Boston Teachers Union was denied an injunction Oct. 14, as it pushed for teachers to work remotely whenever a community’s positive-test rate exceeded 4%, citing a stipulation in an agreement between the union and local school officials.
Officials at the time planned to switch all students to remote learning except for those with special learning needs.
Judge Robert B. Gordon of the state superior court in Suffolk County found the agreement gave city and state public health officials authority to determine whether and when it was safe for students and teachers to return to in-person instruction after the city reached a 4% positivity rate.
Despite the court decision, city officials announced Wednesday they would switch to remote-only instruction as the city’s infection rate climbs.
Naturally, unions tend to have more political sway in Democratic-led cities, allowing them to exert pressure on school leaders outside the courtroom.
A study published in September by researchers from the conservative Reason Foundation and Arizona State University found that cancellation of in-person classes correlated more closely with teachers union strength than a community’s infection rate.

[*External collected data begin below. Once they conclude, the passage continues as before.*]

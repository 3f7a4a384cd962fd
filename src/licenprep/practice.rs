//! # Practice Session
//!
//! Quiz progress over the store's active question list. The session is a small
//! state machine:
//!
//! ```text
//!  Unanswered ──select_answer──▶ Answered ──next_question──▶ Unanswered (index + 1, wrapping)
//!      ▲                                                          │
//!      └──────────────────────── reset (index 0) ─────────────────┘
//! ```
//!
//! Correctness is computed once, when the answer is selected, and stays fixed
//! until the session moves to another question. Practice is cyclic: advancing
//! past the last question wraps to the first.
//!
//! The session holds only an index, never a question. Callers resolve the
//! current question through [`PracticeSession::current_question`], which
//! returns `None` when the collection is empty instead of indexing out of
//! bounds.

use crate::model::Mcq;
use tracing::debug;

#[derive(Debug, Clone, Copy, PartialEq, Eq)]
pub enum PracticeState {
    Unanswered,
    Answered,
}

/// Result of [`PracticeSession::select_answer`].
#[derive(Debug, Clone, Copy, PartialEq, Eq)]
pub enum SelectOutcome {
    Recorded { correct: bool },
    /// An answer was already chosen for this question; nothing changed.
    AlreadyAnswered,
    /// The question list is empty.
    NoQuestion,
}

#[derive(Debug, Clone, Default, PartialEq, Eq)]
pub struct PracticeSession {
    current_question_index: usize,
    selected_answer: Option<String>,
    is_answered: bool,
    is_correct: Option<bool>,
    show_explanation: bool,
}

impl PracticeSession {
    pub fn new() -> Self {
        Self::default()
    }

    pub fn current_question_index(&self) -> usize {
        self.current_question_index
    }

    pub fn selected_answer(&self) -> Option<&str> {
        self.selected_answer.as_deref()
    }

    pub fn is_answered(&self) -> bool {
        self.is_answered
    }

    pub fn is_correct(&self) -> Option<bool> {
        self.is_correct
    }

    pub fn show_explanation(&self) -> bool {
        self.show_explanation
    }

    pub fn state(&self) -> PracticeState {
        if self.is_answered {
            PracticeState::Answered
        } else {
            PracticeState::Unanswered
        }
    }

    pub fn current_question<'a>(&self, mcqs: &'a [Mcq]) -> Option<&'a Mcq> {
        mcqs.get(self.current_question_index)
    }

    pub fn select_answer(&mut self, mcqs: &[Mcq], answer_id: &str) -> SelectOutcome {
        let Some(question) = self.current_question(mcqs) else {
            debug!(answer_id, "select ignored: no question available");
            return SelectOutcome::NoQuestion;
        };
        if self.is_answered {
            debug!(answer_id, question = %question.id, "select ignored: already answered");
            return SelectOutcome::AlreadyAnswered;
        }

        let correct = answer_id == question.correct_answer;
        self.selected_answer = Some(answer_id.to_string());
        self.is_answered = true;
        self.is_correct = Some(correct);
        self.show_explanation = true;
        SelectOutcome::Recorded { correct }
    }

    /// Advance to the next question, wrapping to 0 after the last one.
    /// With an empty collection the index stays at 0.
    pub fn next_question(&mut self, total: usize) {
        let next = if total == 0 {
            0
        } else {
            (self.current_question_index + 1) % total
        };
        *self = Self {
            current_question_index: next,
            ..Self::default()
        };
    }

    pub fn toggle_explanation(&mut self) {
        self.show_explanation = !self.show_explanation;
    }

    pub fn reset(&mut self) {
        *self = Self::default();
    }
}

#[cfg(test)]
mod tests {
    use super::*;
    use crate::seed;

    #[test]
    fn starts_unanswered_at_zero() {
        let session = PracticeSession::new();
        assert_eq!(session.state(), PracticeState::Unanswered);
        assert_eq!(session.current_question_index(), 0);
        assert_eq!(session.selected_answer(), None);
        assert_eq!(session.is_correct(), None);
        assert!(!session.show_explanation());
    }

    #[test]
    fn correct_selection_then_next() {
        let mcqs = seed::mcqs();
        let mut session = PracticeSession::new();

        // q1's correct answer is "b"
        let outcome = session.select_answer(&mcqs, "b");
        assert_eq!(outcome, SelectOutcome::Recorded { correct: true });
        assert_eq!(session.selected_answer(), Some("b"));
        assert!(session.is_answered());
        assert_eq!(session.is_correct(), Some(true));
        assert!(session.show_explanation());

        session.next_question(mcqs.len());
        assert_eq!(session.current_question_index(), 1);
        assert!(!session.is_answered());
        assert_eq!(session.selected_answer(), None);
        assert_eq!(session.is_correct(), None);
        assert!(!session.show_explanation());
    }

    #[test]
    fn incorrect_selection_is_recorded() {
        let mcqs = seed::mcqs();
        let mut session = PracticeSession::new();
        assert_eq!(
            session.select_answer(&mcqs, "a"),
            SelectOutcome::Recorded { correct: false }
        );
        assert_eq!(session.is_correct(), Some(false));
    }

    #[test]
    fn second_selection_does_not_change_correctness() {
        let mcqs = seed::mcqs();
        let mut session = PracticeSession::new();
        session.select_answer(&mcqs, "a");

        let outcome = session.select_answer(&mcqs, "b");
        assert_eq!(outcome, SelectOutcome::AlreadyAnswered);
        assert_eq!(session.is_correct(), Some(false));
        assert_eq!(session.selected_answer(), Some("a"));
    }

    #[test]
    fn next_wraps_after_last_question() {
        let mcqs = seed::mcqs();
        let mut session = PracticeSession::new();
        for _ in 0..mcqs.len() - 1 {
            session.next_question(mcqs.len());
        }
        assert_eq!(session.current_question_index(), mcqs.len() - 1);

        session.next_question(mcqs.len());
        assert_eq!(session.current_question_index(), 0);
    }

    #[test]
    fn wrap_holds_for_every_collection_size() {
        for total in 1..=7 {
            let mut session = PracticeSession::new();
            for step in 1..=(3 * total) {
                session.next_question(total);
                assert_eq!(session.current_question_index(), step % total);
                assert!(session.current_question_index() < total);
            }
        }
    }

    #[test]
    fn empty_collection_has_no_question() {
        let mut session = PracticeSession::new();
        assert!(session.current_question(&[]).is_none());
        assert_eq!(session.select_answer(&[], "a"), SelectOutcome::NoQuestion);
        assert!(!session.is_answered());

        session.next_question(0);
        assert_eq!(session.current_question_index(), 0);
    }

    #[test]
    fn reset_from_any_state_yields_initial_values() {
        let mcqs = seed::mcqs();

        let mut answered = PracticeSession::new();
        answered.next_question(mcqs.len());
        answered.select_answer(&mcqs, "a");
        answered.toggle_explanation();
        answered.reset();
        assert_eq!(answered, PracticeSession::default());

        let mut fresh = PracticeSession::new();
        fresh.reset();
        assert_eq!(fresh, PracticeSession::default());
    }

    #[test]
    fn toggle_explanation_flips_visibility() {
        let mcqs = seed::mcqs();
        let mut session = PracticeSession::new();
        session.select_answer(&mcqs, "b");
        assert!(session.show_explanation());
        session.toggle_explanation();
        assert!(!session.show_explanation());
        assert!(session.is_answered());
    }
}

“It doesn’t take an official lawsuit to keep the schools closed,” said Corey DeAngelis, one of the study’s authors.
Feeling the Pressure
In New York, teachers seeking work-from-home accommodations to in-person instruction got a court to grant a three-day temporary restraining order. The case led to out-of-court negotiations with the city that have yielded accommodations for about 20 teachers, said their attorney Bryan D. Glass, of Glass, Harlow, & Hogrogian LLP.
“We felt that the pressure of our case had some success in that,” Glass said. “The city was concerned that hundreds of teachers would come forward.”
Whether teacher lawsuits will have broader success in New York remains to be seen. The statewide union New York State United Teachers is involved in at least five pending cases, four of which involve reopening issues.
Teacher unions in New York City, led by the United Federation of Teachers, battled with Mayor Bill de Blasio before in-person reopenings this fall, pressuring him through negotiations and threat of litigation.
The city reopened public schools Oct. 1, only to temporarily close some in parts of the city with rising virus infection numbers.